У дракона был длинный шипастый хвост и большие роскошные крылья. Он жил в каменном доме на заднем дворе, среди квохчущих кур и безбрежных морей огородов, одинокий и грустный, и очень, очень богатый. Отец говорил Владу: «Не подходи!», но Влад не мог утерпеть, и тайком приходил – с теплым хлебом под мышкой и крынкою молока. И смотрел, как змеиный драконий язык по-собачьи лакает – молоко, свежевлитое в блюдце, как щекотно ложится в ладонь, доедая последние крошки, а потом – дракон улыбался ему во все зубы, белые, как молоко, и совсем, абсолютно не страшные, и тихо, благодарно дышал. И дыханье его плыло золотою пыльцою, чешуинками солнца падало между ресниц, и Влад жмурился – от невыносимой его красоты, от небывалого света его. Когда же глаза его вновь открывались – ладони Влада были полны сухой, золоченою крошкой. Дракон ел хлеб – и отдавал его золотом. Дракон пил белое молоко – и золотом плакали узкие драконьи глаза.
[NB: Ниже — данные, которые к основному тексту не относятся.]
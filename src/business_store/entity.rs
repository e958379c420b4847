//! Binding between row types and their tables.

use super::models::*;
use super::schema::*;
use crate::sqlite_persistence::Table;
use rusqlite::{Row, ToSql};
use serde::{de::DeserializeOwned, Serialize};

/// A row type that can be stored through the generic record queries.
///
/// `sql_values` must yield one value per table column between `id` and the
/// trailing timestamps, in table order.
pub trait Entity: Serialize + DeserializeOwned + Clone + Send + Sync + 'static {
    /// Human readable kind, used in errors and logs.
    const KIND: &'static str;
    const TABLE: &'static Table;

    fn sql_values(&self) -> Vec<&dyn ToSql>;

    fn from_row(row: &Row<'_>) -> rusqlite::Result<Self>;

    /// Columns written by inserts and updates.
    fn data_columns() -> impl Iterator<Item = &'static str> {
        let columns = Self::TABLE.columns;
        columns[1..columns.len() - 2].iter().map(|c| c.name)
    }
}

impl Entity for Billboard {
    const KIND: &'static str = "billboard";
    const TABLE: &'static Table = &BILLBOARDS_TABLE;

    fn sql_values(&self) -> Vec<&dyn ToSql> {
        vec![
            &self.billboard_identifier,
            &self.location,
            &self.size,
            &self.billboard_type,
            &self.status,
            &self.total_sft,
            &self.installation_cost,
            &self.total_installation_cost,
            &self.installation_date,
            &self.land_owner_id,
            &self.rent_amount,
            &self.payment_month,
            &self.agreement_start_date,
            &self.agreement_end_date,
            &self.agreement_document_url,
            &self.image_urls,
        ]
    }

    fn from_row(row: &Row<'_>) -> rusqlite::Result<Self> {
        Ok(Billboard {
            billboard_identifier: row.get("billboard_identifier")?,
            location: row.get("location")?,
            size: row.get("size")?,
            billboard_type: row.get("billboard_type")?,
            status: row.get("status")?,
            total_sft: row.get("total_sft")?,
            installation_cost: row.get("installation_cost")?,
            total_installation_cost: row.get("total_installation_cost")?,
            installation_date: row.get("installation_date")?,
            land_owner_id: row.get("land_owner_id")?,
            rent_amount: row.get("rent_amount")?,
            payment_month: row.get("payment_month")?,
            agreement_start_date: row.get("agreement_start_date")?,
            agreement_end_date: row.get("agreement_end_date")?,
            agreement_document_url: row.get("agreement_document_url")?,
            image_urls: row.get("image_urls")?,
        })
    }
}

impl Entity for Client {
    const KIND: &'static str = "client";
    const TABLE: &'static Table = &CLIENTS_TABLE;

    fn sql_values(&self) -> Vec<&dyn ToSql> {
        vec![
            &self.company_name,
            &self.contact_person,
            &self.contact_email,
            &self.contact_phone,
            &self.industry,
            &self.billing_address,
        ]
    }

    fn from_row(row: &Row<'_>) -> rusqlite::Result<Self> {
        Ok(Client {
            company_name: row.get("company_name")?,
            contact_person: row.get("contact_person")?,
            contact_email: row.get("contact_email")?,
            contact_phone: row.get("contact_phone")?,
            industry: row.get("industry")?,
            billing_address: row.get("billing_address")?,
        })
    }
}

impl Entity for Partner {
    const KIND: &'static str = "partner";
    const TABLE: &'static Table = &PARTNERS_TABLE;

    fn sql_values(&self) -> Vec<&dyn ToSql> {
        vec![
            &self.name,
            &self.contact_person,
            &self.email,
            &self.phone,
            &self.address,
        ]
    }

    fn from_row(row: &Row<'_>) -> rusqlite::Result<Self> {
        Ok(Partner {
            name: row.get("name")?,
            contact_person: row.get("contact_person")?,
            email: row.get("email")?,
            phone: row.get("phone")?,
            address: row.get("address")?,
        })
    }
}

impl Entity for LandOwner {
    const KIND: &'static str = "land owner";
    const TABLE: &'static Table = &LAND_OWNERS_TABLE;

    fn sql_values(&self) -> Vec<&dyn ToSql> {
        vec![
            &self.name,
            &self.contact_person,
            &self.email,
            &self.phone,
            &self.address,
        ]
    }

    fn from_row(row: &Row<'_>) -> rusqlite::Result<Self> {
        Ok(LandOwner {
            name: row.get("name")?,
            contact_person: row.get("contact_person")?,
            email: row.get("email")?,
            phone: row.get("phone")?,
            address: row.get("address")?,
        })
    }
}

impl Entity for Rental {
    const KIND: &'static str = "rental";
    const TABLE: &'static Table = &RENTALS_TABLE;

    fn sql_values(&self) -> Vec<&dyn ToSql> {
        vec![
            &self.billboard_id,
            &self.client_id,
            &self.start_date,
            &self.end_date,
            &self.rental_amount,
            &self.invoice_date,
            &self.invoice_frequency,
            &self.payment_structure,
            &self.status,
            &self.contract_document_url,
            &self.notes,
        ]
    }

    fn from_row(row: &Row<'_>) -> rusqlite::Result<Self> {
        Ok(Rental {
            billboard_id: row.get("billboard_id")?,
            client_id: row.get("client_id")?,
            start_date: row.get("start_date")?,
            end_date: row.get("end_date")?,
            rental_amount: row.get("rental_amount")?,
            invoice_date: row.get("invoice_date")?,
            invoice_frequency: row.get("invoice_frequency")?,
            payment_structure: row.get("payment_structure")?,
            status: row.get("status")?,
            contract_document_url: row.get("contract_document_url")?,
            notes: row.get("notes")?,
        })
    }
}

impl Entity for ClientPayment {
    const KIND: &'static str = "payment";
    const TABLE: &'static Table = &CLIENT_PAYMENTS_TABLE;

    fn sql_values(&self) -> Vec<&dyn ToSql> {
        vec![
            &self.rental_id,
            &self.amount,
            &self.payment_date,
            &self.invoice_period_start,
            &self.invoice_period_end,
            &self.payment_method,
            &self.receipt_id,
            &self.status,
            &self.notes,
        ]
    }

    fn from_row(row: &Row<'_>) -> rusqlite::Result<Self> {
        Ok(ClientPayment {
            rental_id: row.get("rental_id")?,
            amount: row.get("amount")?,
            payment_date: row.get("payment_date")?,
            invoice_period_start: row.get("invoice_period_start")?,
            invoice_period_end: row.get("invoice_period_end")?,
            payment_method: row.get("payment_method")?,
            receipt_id: row.get("receipt_id")?,
            status: row.get("status")?,
            notes: row.get("notes")?,
        })
    }
}

impl Entity for InstallationCost {
    const KIND: &'static str = "installation cost";
    const TABLE: &'static Table = &INSTALLATION_COSTS_TABLE;

    fn sql_values(&self) -> Vec<&dyn ToSql> {
        vec![
            &self.billboard_id,
            &self.partner_id,
            &self.cost_type,
            &self.amount,
            &self.payment_date,
            &self.payment_method,
            &self.description,
            &self.receipt_url,
        ]
    }

    fn from_row(row: &Row<'_>) -> rusqlite::Result<Self> {
        Ok(InstallationCost {
            billboard_id: row.get("billboard_id")?,
            partner_id: row.get("partner_id")?,
            cost_type: row.get("cost_type")?,
            amount: row.get("amount")?,
            payment_date: row.get("payment_date")?,
            payment_method: row.get("payment_method")?,
            description: row.get("description")?,
            receipt_url: row.get("receipt_url")?,
        })
    }
}

impl Entity for LandOwnerPayment {
    const KIND: &'static str = "land owner payment";
    const TABLE: &'static Table = &LAND_OWNER_PAYMENTS_TABLE;

    fn sql_values(&self) -> Vec<&dyn ToSql> {
        vec![
            &self.billboard_id,
            &self.land_owner_id,
            &self.amount,
            &self.payment_year_start,
            &self.payment_year_end,
            &self.payment_date,
            &self.payment_method,
            &self.status,
            &self.notes,
        ]
    }

    fn from_row(row: &Row<'_>) -> rusqlite::Result<Self> {
        Ok(LandOwnerPayment {
            billboard_id: row.get("billboard_id")?,
            land_owner_id: row.get("land_owner_id")?,
            amount: row.get("amount")?,
            payment_year_start: row.get("payment_year_start")?,
            payment_year_end: row.get("payment_year_end")?,
            payment_date: row.get("payment_date")?,
            payment_method: row.get("payment_method")?,
            status: row.get("status")?,
            notes: row.get("notes")?,
        })
    }
}

impl Entity for PartnerInvestment {
    const KIND: &'static str = "investment";
    const TABLE: &'static Table = &PARTNER_INVESTMENTS_TABLE;

    fn sql_values(&self) -> Vec<&dyn ToSql> {
        vec![
            &self.billboard_id,
            &self.partner_id,
            &self.investment_amount,
            &self.investment_percentage,
            &self.investment_date,
            &self.purpose,
            &self.notes,
        ]
    }

    fn from_row(row: &Row<'_>) -> rusqlite::Result<Self> {
        Ok(PartnerInvestment {
            billboard_id: row.get("billboard_id")?,
            partner_id: row.get("partner_id")?,
            investment_amount: row.get("investment_amount")?,
            investment_percentage: row.get("investment_percentage")?,
            investment_date: row.get("investment_date")?,
            purpose: row.get("purpose")?,
            notes: row.get("notes")?,
        })
    }
}

impl Entity for BillboardDocument {
    const KIND: &'static str = "document";
    const TABLE: &'static Table = &BILLBOARD_DOCUMENTS_TABLE;

    fn sql_values(&self) -> Vec<&dyn ToSql> {
        vec![
            &self.billboard_id,
            &self.document_name,
            &self.document_type,
            &self.document_url,
            &self.upload_date,
            &self.notes,
        ]
    }

    fn from_row(row: &Row<'_>) -> rusqlite::Result<Self> {
        Ok(BillboardDocument {
            billboard_id: row.get("billboard_id")?,
            document_name: row.get("document_name")?,
            document_type: row.get("document_type")?,
            document_url: row.get("document_url")?,
            upload_date: row.get("upload_date")?,
            notes: row.get("notes")?,
        })
    }
}

#[cfg(test)]
mod tests {
    use super::*;
    use chrono::NaiveDate;

    fn assert_value_count<E: Entity>(sample: &E) {
        assert_eq!(
            sample.sql_values().len(),
            E::data_columns().count(),
            "{} values do not line up with its table",
            E::KIND
        );
    }

    #[test]
    fn values_line_up_with_columns() {
        let date = NaiveDate::from_ymd_opt(2024, 1, 1).unwrap();
        assert_value_count(&Billboard {
            billboard_identifier: None,
            location: "Dhaka".into(),
            size: "10x20".into(),
            billboard_type: "Unipole".into(),
            status: "Available".into(),
            total_sft: None,
            installation_cost: None,
            total_installation_cost: None,
            installation_date: None,
            land_owner_id: None,
            rent_amount: None,
            payment_month: None,
            agreement_start_date: None,
            agreement_end_date: None,
            agreement_document_url: None,
            image_urls: StringList::default(),
        });
        assert_value_count(&Client {
            company_name: "Acme".into(),
            contact_person: "A".into(),
            contact_email: "a@acme.test".into(),
            contact_phone: None,
            industry: None,
            billing_address: None,
        });
        assert_value_count(&Partner {
            name: "P".into(),
            contact_person: None,
            email: None,
            phone: None,
            address: None,
        });
        assert_value_count(&LandOwner {
            name: "L".into(),
            contact_person: None,
            email: None,
            phone: None,
            address: None,
        });
        assert_value_count(&Rental {
            billboard_id: "b".into(),
            client_id: "c".into(),
            start_date: date,
            end_date: date,
            rental_amount: 1.0,
            invoice_date: 1,
            invoice_frequency: "Monthly".into(),
            payment_structure: None,
            status: "Active".into(),
            contract_document_url: None,
            notes: None,
        });
        assert_value_count(&ClientPayment {
            rental_id: "r".into(),
            amount: 1.0,
            payment_date: date,
            invoice_period_start: date,
            invoice_period_end: date,
            payment_method: None,
            receipt_id: None,
            status: "Pending".into(),
            notes: None,
        });
        assert_value_count(&InstallationCost {
            billboard_id: "b".into(),
            partner_id: None,
            cost_type: "VAT".into(),
            amount: 1.0,
            payment_date: date,
            payment_method: None,
            description: None,
            receipt_url: None,
        });
        assert_value_count(&LandOwnerPayment {
            billboard_id: "b".into(),
            land_owner_id: "l".into(),
            amount: 1.0,
            payment_year_start: date,
            payment_year_end: date,
            payment_date: None,
            payment_method: None,
            status: "Pending".into(),
            notes: None,
        });
        assert_value_count(&PartnerInvestment {
            billboard_id: "b".into(),
            partner_id: "p".into(),
            investment_amount: 1.0,
            investment_percentage: 50.0,
            investment_date: date,
            purpose: "Structure".into(),
            notes: None,
        });
        assert_value_count(&BillboardDocument {
            billboard_id: "b".into(),
            document_name: "Deed".into(),
            document_type: "Agreement".into(),
            document_url: "https://files.test/deed.pdf".into(),
            upload_date: date,
            notes: None,
        });
    }
}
Дракон был его добрым другом, и другом отца его, а ведь друзьям – всегда отдают самое дорогое. Так сказал отец, а отец его никогда не обманывал.
Влад сунул руку за пазуху. Дракон на монете был словно живой – с расщеперенной пастью, с поднятыми кверху крылами.
– Дон!
Влад подошел к двери, чутко вслушиваясь – в ухающий, мерный грохот там, в глубине его дома. Дон! Дон! Молоты били по наковальне, точно рокот вечернего грома, обращая крошево золота в золотом вспухшее тесто, чтобы – печь и печь из него бесконечные хлебцы монет, на которых по-птичьи взлетал, красовался, ярился – прекраснейший из драконов, когда-либо урожденных под этой луной. Жаль, что он был отчаянно хром, точно отвоевавший калека на деревянной ноге, но отец повелел чеканить его на монетах здорового, с четырьмя сильными, толстыми лапами. Грозного защитника крепостей, и грозного разрушителя их.